The Socialist Party was vigorously opposed to Jeremy Corbyn when he was leader of the Labour Party. However well meaning, his ideas would not have brought the benefit of socialism to the working class. This for the very good reason that socialism is not something that can be conferred, it must be achieved by the working class itself.

This opposition was open and political, not personal. His subsequent vilification though the media, and by many of his own backbenchers, has most definitely served the interests of capitalism by casting guilt by association, however vague and erroneous that association may be, with socialism. The juicier story is proving to be the ongoing, and rather laboured (pun intended) anti-Semitism row. If there is a strand of anti-Semitism running through the Labour Party it would be one of the threads of racism sown into all societies based around national identities.

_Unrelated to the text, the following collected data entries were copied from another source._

//! The context menu core: payload model, search filtering and the visibility
//! state machine.

pub mod controller;
pub mod filter;
mod payload;

pub use controller::{ContextMenu, MenuTimings, Visibility};
pub use filter::SearchFilter;
pub use payload::{ContextMenuPayload, ContextOption, MenuOptions, MetadataEntry};
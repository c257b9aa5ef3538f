//! Transport between the menu and the host that drives it.
//!
//! Inbound traffic is a stream of [`HostEvent`]s, outbound traffic a stream of
//! [`HostRequest`]s. Both travel as one JSON document per line. Requests are
//! fire-and-forget: a [`HostBridge`] never reports failure back to the menu.

use std::io::Write;

use serde::{Deserialize, Serialize};
use tracing::{debug, warn};

use crate::menu::ContextMenuPayload;

mod error;
mod source;

pub use error::BridgeError;
pub use source::{open_event_source, spawn_event_reader};

/// An event pushed by the host.
#[derive(Debug, Clone, PartialEq, Serialize, Deserialize)]
#[serde(tag = "action", content = "data", rename_all = "camelCase")]
pub enum HostEvent {
	ShowContext(ContextMenuPayload),
	HideContext,
}

impl HostEvent {
	pub fn name(&self) -> &'static str {
		match self {
			Self::ShowContext(_) => "showContext",
			Self::HideContext => "hideContext",
		}
	}

	pub fn from_json_line(line: &str) -> Result<Self, BridgeError> {
		serde_json::from_str(line.trim()).map_err(|source| BridgeError::Decode { source })
	}
}

/// A request sent to the host in response to user input.
#[derive(Debug, Clone, PartialEq, Eq, Serialize, Deserialize)]
#[serde(tag = "request", content = "body", rename_all = "camelCase")]
pub enum HostRequest {
	/// Open another menu. `back` marks a back-navigation so the host can pop
	/// its own navigation stack.
	OpenContext {
		#[serde(default, skip_serializing_if = "Option::is_none")]
		id: Option<String>,
		back: bool,
	},
	/// The user dismissed the menu.
	CloseContext,
	/// The user pressed the option with this key.
	ClickContext { id: String },
}

impl HostRequest {
	pub fn name(&self) -> &'static str {
		match self {
			Self::OpenContext { .. } => "openContext",
			Self::CloseContext => "closeContext",
			Self::ClickContext { .. } => "clickContext",
		}
	}

	pub fn to_json_line(&self) -> Result<String, BridgeError> {
		let mut line =
			serde_json::to_string(self).map_err(|source| BridgeError::Encode { source })?;
		line.push('\n');
		Ok(line)
	}
}

/// Delivery of requests to the host.
///
/// Implementations must not block for long and must swallow their own
/// failures; the menu treats every request as best effort.
pub trait HostBridge {
	fn send(&mut self, request: HostRequest);
}

impl<B: HostBridge + ?Sized> HostBridge for &mut B {
	fn send(&mut self, request: HostRequest) {
		(**self).send(request);
	}
}

impl<B: HostBridge + ?Sized> HostBridge for Box<B> {
	fn send(&mut self, request: HostRequest) {
		(**self).send(request);
	}
}

/// Writes each request as a JSON line to the wrapped writer.
pub struct JsonLinesBridge<W: Write> {
	writer: W,
}

impl<W: Write> JsonLinesBridge<W> {
	pub fn new(writer: W) -> Self {
		Self { writer }
	}

	pub fn into_inner(self) -> W {
		self.writer
	}

	fn write_line(&mut self, request: &HostRequest) -> Result<(), BridgeError> {
		let line = request.to_json_line()?;
		self.writer.write_all(line.as_bytes())?;
		self.writer.flush()?;
		Ok(())
	}
}

impl<W: Write> HostBridge for JsonLinesBridge<W> {
	fn send(&mut self, request: HostRequest) {
		match self.write_line(&request) {
			Ok(()) => debug!(request = request.name(), "sent host request"),
			Err(err) => warn!(request = request.name(), "host request dropped: {err}"),
		}
	}
}

/// Keeps every request in memory.
#[derive(Debug, Default, Clone)]
pub struct RecordingBridge {
	requests: Vec<HostRequest>,
}

impl RecordingBridge {
	pub fn new() -> Self {
		Self::default()
	}

	pub fn requests(&self) -> &[HostRequest] {
		&self.requests
	}

	pub fn take(&mut self) -> Vec<HostRequest> {
		std::mem::take(&mut self.requests)
	}
}

impl HostBridge for RecordingBridge {
	fn send(&mut self, request: HostRequest) {
		debug!(request = request.name(), "recorded host request");
		self.requests.push(request);
	}
}
use clap::ValueEnum;

/// Built-in themes selectable from the command line.
#[derive(Copy, Clone, Debug, PartialEq, Eq, ValueEnum)]
pub(crate) enum ThemeArg {
	Dark,
	Light,
}

impl ThemeArg {
	/// Name understood by configuration loading.
	pub(crate) fn as_str(self) -> &'static str {
		match self {
			ThemeArg::Dark => "dark",
			ThemeArg::Light => "light",
		}
	}
}
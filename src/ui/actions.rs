use std::time::Instant;

use ratatui::crossterm::event::{KeyCode, KeyEvent, KeyModifiers};

use super::App;
use super::state::single_line_input;
use crate::bridge::HostBridge;

/// Whether the event loop should keep running after a key press.
#[derive(Debug, Clone, Copy, PartialEq, Eq)]
pub enum Flow {
	Continue,
	Exit,
}

impl<'a, B: HostBridge> App<'a, B> {
	pub fn handle_key(&mut self, key: KeyEvent, now: Instant) -> Flow {
		let ctrl = key.modifiers.contains(KeyModifiers::CONTROL);
		let alt = key.modifiers.contains(KeyModifiers::ALT);

		if ctrl && key.code == KeyCode::Char('c') {
			return Flow::Exit;
		}
		// Hidden menus swallow input.
		if !self.menu.is_visible() {
			return Flow::Continue;
		}

		match key.code {
			KeyCode::Esc => {
				self.menu.handle_escape();
			}
			KeyCode::Char('w') if ctrl => {
				self.menu.close();
			}
			KeyCode::Left if alt => {
				if self.menu.current_menu().has_back() {
					self.menu.go_back();
				}
			}
			KeyCode::Up => self.move_selection_up(),
			KeyCode::Down => self.move_selection_down(),
			KeyCode::Enter => {
				if let Some(key) = self.selected_key() {
					self.menu.activate(&key);
				}
			}
			_ => {
				if self.search_input.input(key) {
					self.on_search_edited(now);
				}
			}
		}
		Flow::Continue
	}

	fn on_search_edited(&mut self, now: Instant) {
		// Keep the field on one line even if the widget inserted a break.
		if self.search_input.lines().len() > 1 {
			self.search_input = single_line_input(self.search_text());
		}
		let text = self.search_text();
		self.menu.set_search_text(text, now);
	}

	fn move_selection_up(&mut self) {
		if let Some(selected) = self.list_state.selected()
			&& selected > 0
		{
			self.list_state.select(Some(selected - 1));
		}
	}

	fn move_selection_down(&mut self) {
		if let Some(selected) = self.list_state.selected()
			&& selected + 1 < self.menu.visible_len()
		{
			self.list_state.select(Some(selected + 1));
		}
	}
}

Zionism is but one manifestation of this and it is quite possible that those who take a specifically anti-Zionist stand slip into expressions of anti-Semitism without recognising they are doing so. While the world continues to be divided by national boundaries, so will the curse of casual, as well as intentional, racist comments and behaviour.

Suspending Jeremy Corbyn from the Labour Party not only won’t cure the problem, in a sense it deflects from the root cause. It would well serve those who are celebrating Corbyn’s predicament to examine their own attitudes as to whether they can honestly acquit themselves of ever having had a racist thought. To quote a statement attributed to a Jewish teacher, ‘Let he (or she) who is without sin cast the first stone’.

Perhaps Jeremy Corbyn will now take stock and come to realise that the best interests of society are to be served through pursuing actual socialism, not some reformist parody. In which case he may come to realise suspension, perhaps expulsion, from the Labour Party is a blessing, even if initiated by dark deeds.